“Terimakasih telah menemaniku menikmati hujan.”
Pesan singkat itu kukirim kepada Sally. Entah kenapa aku selalu merasa ingin terus berkomunikasi dengan dia. Walaupun seharian aku sudah bersamanya, rasanya rindu ini selalu tumbuh dan tumbuh. Apakah setiap orang yang jatuh cinta selalu merasakan seperti ini?
“Terimakasih juga telah berkenan memotret motor adikku.”
“Oh iya, besok malam ada acara? Ngopi yuk!”
“Di mana?”
“Tempat dan waktu, kamu yang tentukan.”
“Oke. Di Café Lilo ya, pukul 19.00.”
“Oke”
“Semoga tidak hujan.”
Aku ingin tidur lebih awal, agar waktu lebih cepat berlalu. Aku tidak sabar untuk segera bertemu dengan Sally. Rasanya aku menemukan semangat baru dalam menjalani hidup sejak bertemu dengannya, bahkan aku kini sudah mulai berani melonggarkan pekerjaan. Tidak seperti dulu yang selalu membenamkan diri dalam pekerjaan. Pagi, siang, sore, bahkan malam.
Aku mengurung diri dari pergaulan dengan alasan aku sedang banyak kerjaan. Yah, itulah alasanku tiap kali ditanya oleh teman-teman. Namun hanya Alex yang bisa membaca kebohonganku. Mungkin aku harus berterimakasih dengannya. Seandainya aku tidak mengiyakan ajakannya menonton teater dulu, mungkin aku tidak akan bisa bertemu dengan Sally. Dan pastinya, aku akan terus berkutat dengan huruf-huruf yang selalu membantuku berbohong menghadapi kehidupan ini.
“Jangan lupa, nanti kita berkencan.”
Tiba-tiba pesan singkat itu membuatku tersenyum-senyum sendiri. Ah, sepagi ini kautelah memberi semangat Sal. Engkau memang malaikat penyelamatku dari kemuraman masa lalu. Entah, jika tidak ada kau, mungkin aku akan terus membenamkan diri dalam kenangan-kenangan masa silam tanpa kutahu kapan bisa menerima kenyataan.
“Pagi-pagi sudah senyam-senyum sendiri.” Tiba-tiba Pak Tarman mengagetkanku.

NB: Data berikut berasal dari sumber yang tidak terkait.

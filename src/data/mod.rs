//! Built-in sample listings used when no dataset file is configured.

use crate::models::{
    Address, Agent, Coordinates, ListingType, Property, PropertyImage, PropertyType,
};
use chrono::{DateTime, TimeZone, Utc};

fn listed(year: i32, month: u32, day: u32) -> DateTime<Utc> {
    Utc.with_ymd_and_hms(year, month, day, 9, 0, 0)
        .single()
        .unwrap_or_default()
}

fn address(street: &str, suburb: &str, city: &str, province: &str, postal_code: &str) -> Address {
    Address {
        street: street.to_string(),
        suburb: suburb.to_string(),
        city: city.to_string(),
        province: province.to_string(),
        postal_code: postal_code.to_string(),
        country: "South Africa".to_string(),
    }
}

fn gallery(id: &str, count: u32) -> Vec<PropertyImage> {
    (1..=count)
        .map(|order| PropertyImage {
            url: format!("https://images.property-finder.example/{id}/{order}.jpg"),
            alt: format!("{id} photo {order}"),
            is_primary: order == 1,
            order,
        })
        .collect()
}

fn features(items: &[&str]) -> Vec<String> {
    items.iter().map(|f| f.to_string()).collect()
}

fn sarah_johnson() -> Agent {
    Agent {
        id: "agent-001".to_string(),
        name: "Sarah Johnson".to_string(),
        email: "sarah.johnson@highveldrealty.co.za".to_string(),
        phone: "+27 11 555 0101".to_string(),
        agency: "Highveld Realty".to_string(),
        bio: Some("Fifteen years selling family homes across northern Johannesburg.".to_string()),
        profile_image: Some("https://images.property-finder.example/agents/agent-001.jpg".to_string()),
    }
}

fn michael_van_der_merwe() -> Agent {
    Agent {
        id: "agent-002".to_string(),
        name: "Michael van der Merwe".to_string(),
        email: "michael@capecoastproperties.co.za".to_string(),
        phone: "+27 21 555 0202".to_string(),
        agency: "Cape Coast Properties".to_string(),
        bio: Some("Rentals and sectional title specialist on the Atlantic Seaboard.".to_string()),
        profile_image: None,
    }
}

fn thandi_nkosi() -> Agent {
    Agent {
        id: "agent-003".to_string(),
        name: "Thandi Nkosi".to_string(),
        email: "thandi.nkosi@jacarandahomes.co.za".to_string(),
        phone: "+27 12 555 0303".to_string(),
        agency: "Jacaranda Homes".to_string(),
        bio: None,
        profile_image: Some("https://images.property-finder.example/agents/agent-003.jpg".to_string()),
    }
}

/// The sample marketplace inventory.
pub fn sample_properties() -> Vec<Property> {
    vec![
        Property {
            id: "prop-001".to_string(),
            title: "Modern Family Home in Sandton".to_string(),
            description: "Spacious four bedroom home with an entertainment area, heated pool and landscaped garden close to Sandton City.".to_string(),
            price: 2_850_000,
            currency: "ZAR".to_string(),
            property_type: PropertyType::House,
            listing_type: ListingType::ForSale,
            bedrooms: 4,
            bathrooms: 3,
            garages: 2,
            square_meters: Some(320),
            erf_size: Some(800),
            address: address("12 Rivonia Road", "Sandton", "Johannesburg", "Gauteng", "2196"),
            coordinates: Some(Coordinates { lat: -26.1076, lng: 28.0567 }),
            images: gallery("prop-001", 4),
            features: features(&["Pool", "Garden", "Security", "Double Garage"]),
            agent: sarah_johnson(),
            date_added: listed(2024, 3, 10),
            date_updated: listed(2024, 3, 12),
            is_active: true,
            is_featured: true,
            views: 245,
        },
        Property {
            id: "prop-002".to_string(),
            title: "Sea Point Apartment with Ocean Views".to_string(),
            description: "Renovated two bedroom apartment on the promenade with a sunny balcony and secure parking.".to_string(),
            price: 15_000,
            currency: "ZAR".to_string(),
            property_type: PropertyType::Apartment,
            listing_type: ListingType::ToRent,
            bedrooms: 2,
            bathrooms: 2,
            garages: 1,
            square_meters: Some(95),
            erf_size: None,
            address: address("8 Beach Road", "Sea Point", "Cape Town", "Western Cape", "8005"),
            coordinates: Some(Coordinates { lat: -33.9180, lng: 18.3830 }),
            images: gallery("prop-002", 3),
            features: features(&["Sea View", "Balcony", "Pet Friendly"]),
            agent: michael_van_der_merwe(),
            date_added: listed(2024, 3, 18),
            date_updated: listed(2024, 3, 18),
            is_active: true,
            is_featured: true,
            views: 189,
        },
        Property {
            id: "prop-003".to_string(),
            title: "Secure Townhouse in Waterkloof".to_string(),
            description: "Three bedroom townhouse in a quiet complex with a private garden and 24 hour security.".to_string(),
            price: 1_750_000,
            currency: "ZAR".to_string(),
            property_type: PropertyType::Townhouse,
            listing_type: ListingType::ForSale,
            bedrooms: 3,
            bathrooms: 2,
            garages: 2,
            square_meters: Some(180),
            erf_size: Some(300),
            address: address("45 Albert Street", "Waterkloof", "Pretoria", "Gauteng", "0181"),
            coordinates: Some(Coordinates { lat: -25.7805, lng: 28.2436 }),
            images: gallery("prop-003", 3),
            features: features(&["Garden", "Security", "Pet Friendly"]),
            agent: thandi_nkosi(),
            date_added: listed(2024, 2, 28),
            date_updated: listed(2024, 3, 5),
            is_active: true,
            is_featured: false,
            views: 97,
        },
        Property {
            id: "prop-004".to_string(),
            title: "Umhlanga Beachfront Flat".to_string(),
            description: "Lock-up-and-go flat a short walk from the lighthouse, with a communal pool and sea views.".to_string(),
            price: 1_450_000,
            currency: "ZAR".to_string(),
            property_type: PropertyType::Flat,
            listing_type: ListingType::ForSale,
            bedrooms: 2,
            bathrooms: 1,
            garages: 1,
            square_meters: Some(78),
            erf_size: None,
            address: address("3 Lagoon Drive", "Umhlanga", "Durban", "KwaZulu-Natal", "4319"),
            coordinates: Some(Coordinates { lat: -29.7265, lng: 31.0849 }),
            images: gallery("prop-004", 2),
            features: features(&["Sea View", "Pool"]),
            agent: michael_van_der_merwe(),
            date_added: listed(2024, 1, 20),
            date_updated: listed(2024, 2, 1),
            is_active: true,
            is_featured: false,
            views: 64,
        },
        Property {
            id: "prop-005".to_string(),
            title: "Vacant Stand in the Stellenbosch Winelands".to_string(),
            description: "Level stand with mountain views in a new estate, ready to build.".to_string(),
            price: 950_000,
            currency: "ZAR".to_string(),
            property_type: PropertyType::VacantLand,
            listing_type: ListingType::ForSale,
            bedrooms: 0,
            bathrooms: 0,
            garages: 0,
            square_meters: None,
            erf_size: Some(1_200),
            address: address("Erf 1142 Vineyard Lane", "Paradyskloof", "Stellenbosch", "Western Cape", "7600"),
            coordinates: None,
            images: gallery("prop-005", 1),
            features: features(&["Mountain View"]),
            agent: michael_van_der_merwe(),
            date_added: listed(2023, 12, 5),
            date_updated: listed(2023, 12, 5),
            is_active: true,
            is_featured: false,
            views: 31,
        },
        Property {
            id: "prop-006".to_string(),
            title: "Rosebank Office Suite".to_string(),
            description: "Open plan A-grade office space with boardroom, fibre and backup power near the Gautrain.".to_string(),
            price: 45_000,
            currency: "ZAR".to_string(),
            property_type: PropertyType::Office,
            listing_type: ListingType::ToRent,
            bedrooms: 0,
            bathrooms: 2,
            garages: 4,
            square_meters: Some(250),
            erf_size: None,
            address: address("20 Baker Street", "Rosebank", "Johannesburg", "Gauteng", "2196"),
            coordinates: Some(Coordinates { lat: -26.1452, lng: 28.0437 }),
            images: gallery("prop-006", 2),
            features: features(&["Backup Power", "Security", "Fibre"]),
            agent: sarah_johnson(),
            date_added: listed(2024, 3, 1),
            date_updated: listed(2024, 3, 1),
            is_active: true,
            is_featured: false,
            views: 12,
        },
        Property {
            id: "prop-007".to_string(),
            title: "Karoo Sheep Farm".to_string(),
            description: "Working farm with a restored homestead, boreholes and solar power outside Graaff-Reinet.".to_string(),
            price: 6_500_000,
            currency: "ZAR".to_string(),
            property_type: PropertyType::Farm,
            listing_type: ListingType::Sold,
            bedrooms: 5,
            bathrooms: 3,
            garages: 3,
            square_meters: Some(450),
            erf_size: Some(2_500_000),
            address: address("Farm Rietfontein 12", "Graaff-Reinet", "Graaff-Reinet", "Eastern Cape", "6280"),
            coordinates: Some(Coordinates { lat: -32.2522, lng: 24.5308 }),
            images: gallery("prop-007", 3),
            features: features(&["Borehole", "Solar", "Garden"]),
            agent: thandi_nkosi(),
            date_added: listed(2023, 11, 12),
            date_updated: listed(2024, 1, 30),
            is_active: true,
            is_featured: false,
            views: 58,
        },
        Property {
            id: "prop-008".to_string(),
            title: "Camps Bay Villa".to_string(),
            description: "Withdrawn listing: five bedroom villa with infinity pool overlooking the Twelve Apostles.".to_string(),
            price: 12_500_000,
            currency: "ZAR".to_string(),
            property_type: PropertyType::House,
            listing_type: ListingType::ForSale,
            bedrooms: 5,
            bathrooms: 5,
            garages: 3,
            square_meters: Some(520),
            erf_size: Some(1_100),
            address: address("7 Victoria Road", "Camps Bay", "Cape Town", "Western Cape", "8005"),
            coordinates: Some(Coordinates { lat: -33.9510, lng: 18.3775 }),
            images: gallery("prop-008", 5),
            features: features(&["Pool", "Sea View", "Security"]),
            agent: michael_van_der_merwe(),
            date_added: listed(2024, 2, 2),
            date_updated: listed(2024, 2, 20),
            is_active: false,
            is_featured: true,
            views: 410,
        },
    ]
}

“Ah, Bapak. Biasalah orang sedang jatuh cinta.”
“Baiklah, aku tidak mau mengganggu orang yang sedang kasmaran.” Pak Tarman lalu menaruh kopi di meja, lalu segera beranjak keluar dari ruanganku seolah mengerti bahwa aku sedang tidak mau diganggu.

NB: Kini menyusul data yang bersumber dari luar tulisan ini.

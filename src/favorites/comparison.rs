use crate::models::Property;

pub const DEFAULT_COMPARE_LIMIT: usize = 4;

#[derive(Debug, Clone, PartialEq, Eq, thiserror::Error)]
pub enum CompareError {
    #[error("you can compare at most {capacity} properties at a time")]
    Full { capacity: usize },
}

/// Listings picked for side-by-side comparison. Lives for one page session
/// and is never persisted.
#[derive(Debug, Clone)]
pub struct ComparisonSet {
    ids: Vec<String>,
    capacity: usize,
}

impl Default for ComparisonSet {
    fn default() -> Self {
        Self::with_capacity(DEFAULT_COMPARE_LIMIT)
    }
}

impl ComparisonSet {
    pub fn with_capacity(capacity: usize) -> Self {
        let capacity = capacity.max(1);
        Self {
            ids: Vec::with_capacity(capacity),
            capacity,
        }
    }

    pub fn capacity(&self) -> usize {
        self.capacity
    }

    /// Returns `false` if the listing was already selected.
    pub fn add(&mut self, property_id: &str) -> Result<bool, CompareError> {
        if self.has(property_id) {
            return Ok(false);
        }
        if self.is_full() {
            return Err(CompareError::Full {
                capacity: self.capacity,
            });
        }
        self.ids.push(property_id.to_string());
        Ok(true)
    }

    pub fn remove(&mut self, property_id: &str) -> bool {
        let before = self.ids.len();
        self.ids.retain(|id| id != property_id);
        self.ids.len() != before
    }

    pub fn clear(&mut self) {
        self.ids.clear();
    }

    pub fn has(&self, property_id: &str) -> bool {
        self.ids.iter().any(|id| id == property_id)
    }

    /// Selected ids in the order they were picked
    pub fn list(&self) -> &[String] {
        &self.ids
    }

    pub fn len(&self) -> usize {
        self.ids.len()
    }

    pub fn is_empty(&self) -> bool {
        self.ids.is_empty()
    }

    pub fn is_full(&self) -> bool {
        self.ids.len() >= self.capacity
    }

    /// Selected listings in selection order. Ids no longer present in
    /// `properties` are skipped.
    pub fn resolve<'a>(&self, properties: &'a [Property]) -> Vec<&'a Property> {
        self.ids
            .iter()
            .filter_map(|id| properties.iter().find(|p| &p.id == id))
            .collect()
    }
}

#[cfg(test)]
mod tests {
    use super::*;
    use crate::data::sample_properties;

    #[test]
    fn enforces_capacity() {
        let mut compare = ComparisonSet::with_capacity(2);
        assert!(compare.add("prop-001").unwrap());
        assert!(compare.add("prop-002").unwrap());
        assert_eq!(compare.add("prop-003"), Err(CompareError::Full { capacity: 2 }));

        // Re-adding a selected listing is fine even when full
        assert!(!compare.add("prop-001").unwrap());
        assert!(compare.is_full());
    }

    #[test]
    fn remove_frees_a_slot() {
        let mut compare = ComparisonSet::default();
        assert_eq!(compare.capacity(), DEFAULT_COMPARE_LIMIT);
        for id in ["prop-001", "prop-002", "prop-003", "prop-004"] {
            compare.add(id).unwrap();
        }
        assert!(compare.remove("prop-002"));
        assert!(!compare.remove("prop-002"));
        assert!(compare.add("prop-005").unwrap());
        assert_eq!(compare.list(), ["prop-001", "prop-003", "prop-004", "prop-005"]);

        compare.clear();
        assert!(compare.is_empty());
    }

    #[test]
    fn resolves_in_selection_order() {
        let properties = sample_properties();
        let mut compare = ComparisonSet::default();
        compare.add("prop-003").unwrap();
        compare.add("gone").unwrap();
        compare.add("prop-001").unwrap();

        let picked: Vec<&str> = compare
            .resolve(&properties)
            .iter()
            .map(|p| p.id.as_str())
            .collect();
        assert_eq!(picked, vec!["prop-003", "prop-001"]);
    }

    #[test]
    fn zero_capacity_still_allows_one() {
        let mut compare = ComparisonSet::with_capacity(0);
        assert!(compare.add("prop-001").unwrap());
        assert!(compare.add("prop-002").is_err());
    }
}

“Tentu. Aku akan datang Sal.”
Aku merasa benar-benar senang. Dan ia sekali lagi menyebut “kencan”.
Suasana masih sepi. Aku mematikan mesin motorku. Aku melihat ke sekeliling café. Sepi. Di dalam juga sepi, belum ada pengunjung. Aku memilih tempat duduk di atas motor sambil menunggu Sally datang. Tiba-tiba ada motor berhenti di sebelahku. Aku menoleh dan tersenyum.

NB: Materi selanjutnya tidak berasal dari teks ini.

use crate::favorites::comparison::DEFAULT_COMPARE_LIMIT;
use crate::search::controller::{DEFAULT_PAGE_SIZE, DEFAULT_SEARCH_DELAY};
use std::path::PathBuf;
use std::str::FromStr;
use std::time::Duration;
use tracing::warn;

const DEFAULT_DATA_DIR: &str = ".property-finder";

/// Runtime settings, read from `PROPERTY_*` environment variables
#[derive(Debug, Clone, PartialEq)]
pub struct AppConfig {
    /// Base URL of the remote profile API; favorites stay on-device without it
    pub profile_api_url: Option<String>,
    pub profile_api_key: Option<String>,
    /// Root for the on-device favorites fallback
    pub data_dir: PathBuf,
    /// JSON listings file; the built-in sample is used when unset
    pub dataset: Option<PathBuf>,
    pub page_size: usize,
    pub search_delay: Duration,
    pub compare_limit: usize,
    /// Signed-in user handed over by the auth provider
    pub user_id: Option<String>,
}

impl Default for AppConfig {
    fn default() -> Self {
        Self {
            profile_api_url: None,
            profile_api_key: None,
            data_dir: PathBuf::from(DEFAULT_DATA_DIR),
            dataset: None,
            page_size: DEFAULT_PAGE_SIZE,
            search_delay: DEFAULT_SEARCH_DELAY,
            compare_limit: DEFAULT_COMPARE_LIMIT,
            user_id: None,
        }
    }
}

impl AppConfig {
    pub fn from_env() -> Self {
        Self::from_lookup(|key| std::env::var(key).ok())
    }

    /// Build from any key lookup. Malformed numbers fall back to defaults.
    pub fn from_lookup<F>(lookup: F) -> Self
    where
        F: Fn(&str) -> Option<String>,
    {
        let text = |key: &str| lookup(key).map(|v| v.trim().to_string()).filter(|v| !v.is_empty());
        let defaults = Self::default();

        Self {
            profile_api_url: text("PROPERTY_PROFILE_API_URL"),
            profile_api_key: text("PROPERTY_PROFILE_API_KEY"),
            data_dir: text("PROPERTY_DATA_DIR")
                .map(PathBuf::from)
                .unwrap_or(defaults.data_dir),
            dataset: text("PROPERTY_DATASET").map(PathBuf::from),
            page_size: parse_or("PROPERTY_PAGE_SIZE", text("PROPERTY_PAGE_SIZE"), defaults.page_size)
                .max(1),
            search_delay: Duration::from_millis(parse_or(
                "PROPERTY_SEARCH_DELAY_MS",
                text("PROPERTY_SEARCH_DELAY_MS"),
                defaults.search_delay.as_millis() as u64,
            )),
            compare_limit: parse_or(
                "PROPERTY_COMPARE_LIMIT",
                text("PROPERTY_COMPARE_LIMIT"),
                defaults.compare_limit,
            )
            .max(1),
            user_id: text("PROPERTY_USER_ID"),
        }
    }
}

fn parse_or<T: FromStr + Copy>(key: &str, value: Option<String>, default: T) -> T {
    match value {
        Some(raw) => raw.parse().unwrap_or_else(|_| {
            warn!("Ignoring malformed {}={:?}", key, raw);
            default
        }),
        None => default,
    }
}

“Sudah lama?” Tanya Sally.
“Belum. Baru beberapa menit yang lalu kok.”
Ia langsung bergegas dan memberi isyarat agar masuk ke dalam café. Ia langsung menuju ke meja waitress. Ia memesan cappuccino dan spaggety mie. Lalu ia memandang ke arahku, pandangan sebuah tanya.
“Ekspresso.” Jawabku singkat.
“Ekspresso, kosong Mas.” Jawab waitress singkat.
“Kalau begitu, kopi hitam saja.”
Sally kemudian berjalan keluar café dan memilih duduk di pojok. Tiba-tiba ia mengeluarkan laptop dan sebuah majalah. Ia nampak serius sekali. Aku tidak berani mengganggu. Aku memilih menyulut rokok dan melihat ke seluruh ruangan café. Melihat daftar menu yang berada di meja, dan melihat desain dari ujung-ujung.
“Sebentar ya Nugie, aku kena deadline. Aku ada janji sama temanku mengirim flash fiction malam ini.”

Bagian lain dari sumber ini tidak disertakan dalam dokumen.